Start at the first line of the material. Repeat each line exactly through the one containing "fn exposes_items_on_search(&self) ->", then stop.
○ ○ ○
//! Capability traits implemented by the unit variants.
//!
//! Rule code asks "can this be attacked / moved / looted" through these traits
//! instead of matching on the concrete variant.

use crate::combat::HitState;
use crate::config::CombatConfig;
use crate::env::{MovementDomain, RngOracle, TerrainKind};
use crate::loot::{ItemStack, TrapKind};
use crate::state::{CharacterStats, Position};
use crate::unit::UnitCore;

/// Anything that can take part in an exchange of blows.
pub trait Attackable {
    fn core(&self) -> &UnitCore;
    fn core_mut(&mut self) -> &mut UnitCore;

    /// Armour value subtracted from incoming damage.
    fn defense(&self) -> i32;

    /// Experience handed to whoever kills this unit.
    fn experience_reward(&self) -> u32;

    /// Reach in tiles, measured as king moves.
    fn attack_range(&self) -> i32;

    /// Upper damage bound before strength and defense adjust it.
    fn max_damage(&self, config: &CombatConfig) -> i32;

    fn is_attackable(&self) -> bool {
        true
    }

    fn stats(&self) -> &CharacterStats {
        &self.core().stats
    }

    fn stats_mut(&mut self) -> &mut CharacterStats {
        &mut self.core_mut().stats
    }

    fn hit_state(&self, config: &CombatConfig) -> HitState {
        HitState::from_stats(self.stats(), config.fleeing_hp)
    }

    fn can_reach_for_attack(&self, target: Position) -> bool {
        self.core().position.chebyshev(target) <= self.attack_range()
    }
}

/// Anything that occupies and may move across the combat grid.
pub trait Navigable {
    fn position(&self) -> Position;
    fn set_position(&mut self, position: Position);
    fn movement(&self) -> MovementDomain;

    fn is_immobile(&self) -> bool {
        false
    }

    fn can_enter(&self, terrain: TerrainKind) -> bool {
        self.movement().allows(terrain)
    }
}

/// Anything that holds items and possibly a trap.
pub trait Lootable {
    fn items(&self) -> Option<&ItemStack>;
    fn trap(&self) -> TrapKind;
    fn is_openable(&self) -> bool;
    fn is_searchable(&self) -> bool;
    fn exposes_items_on_open(&self) -> bool;
    fn exposes_items_on_search(&self) -> bool;
    fn does_trigger_trap(&self, dexterity: i32, rng: &mut dyn RngOracle) -> bool;
}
○ ○ ○
### ANSWER BOX
//! Capability traits implemented by the unit variants.
//!
//! Rule code asks "can this be attacked / moved / looted" through these traits
//! instead of matching on the concrete variant.

use crate::combat::HitState;
use crate::config::CombatConfig;
use crate::env::{MovementDomain, RngOracle, TerrainKind};
use crate::loot::{ItemStack, TrapKind};
use crate::state::{CharacterStats, Position};
use crate::unit::UnitCore;

/// Anything that can take part in an exchange of blows.
pub trait Attackable {
    fn core(&self) -> &UnitCore;
    fn core_mut(&mut self) -> &mut UnitCore;

    /// Armour value subtracted from incoming damage.
    fn defense(&self) -> i32;

    /// Experience handed to whoever kills this unit.
    fn experience_reward(&self) -> u32;

    /// Reach in tiles, measured as king moves.
    fn attack_range(&self) -> i32;

    /// Upper damage bound before strength and defense adjust it.
    fn max_damage(&self, config: &CombatConfig) -> i32;

    fn is_attackable(&self) -> bool {
        true
    }

    fn stats(&self) -> &CharacterStats {
        &self.core().stats
    }

    fn stats_mut(&mut self) -> &mut CharacterStats {
        &mut self.core_mut().stats
    }

    fn hit_state(&self, config: &CombatConfig) -> HitState {
        HitState::from_stats(self.stats(), config.fleeing_hp)
    }

    fn can_reach_for_attack(&self, target: Position) -> bool {
        self.core().position.chebyshev(target) <= self.attack_range()
    }
}

/// Anything that occupies and may move across the combat grid.
pub trait Navigable {
    fn position(&self) -> Position;
    fn set_position(&mut self, position: Position);
    fn movement(&self) -> MovementDomain;

    fn is_immobile(&self) -> bool {
        false
    }

    fn can_enter(&self, terrain: TerrainKind) -> bool {
        self.movement().allows(terrain)
    }
}

/// Anything that holds items and possibly a trap.
pub trait Lootable {
    fn items(&self) -> Option<&ItemStack>;
    fn trap(&self) -> TrapKind;
    fn is_openable(&self) -> bool;
    fn is_searchable(&self) -> bool;
    fn exposes_items_on_open(&self) -> bool;
    fn exposes_items_on_search(&self) -> bool;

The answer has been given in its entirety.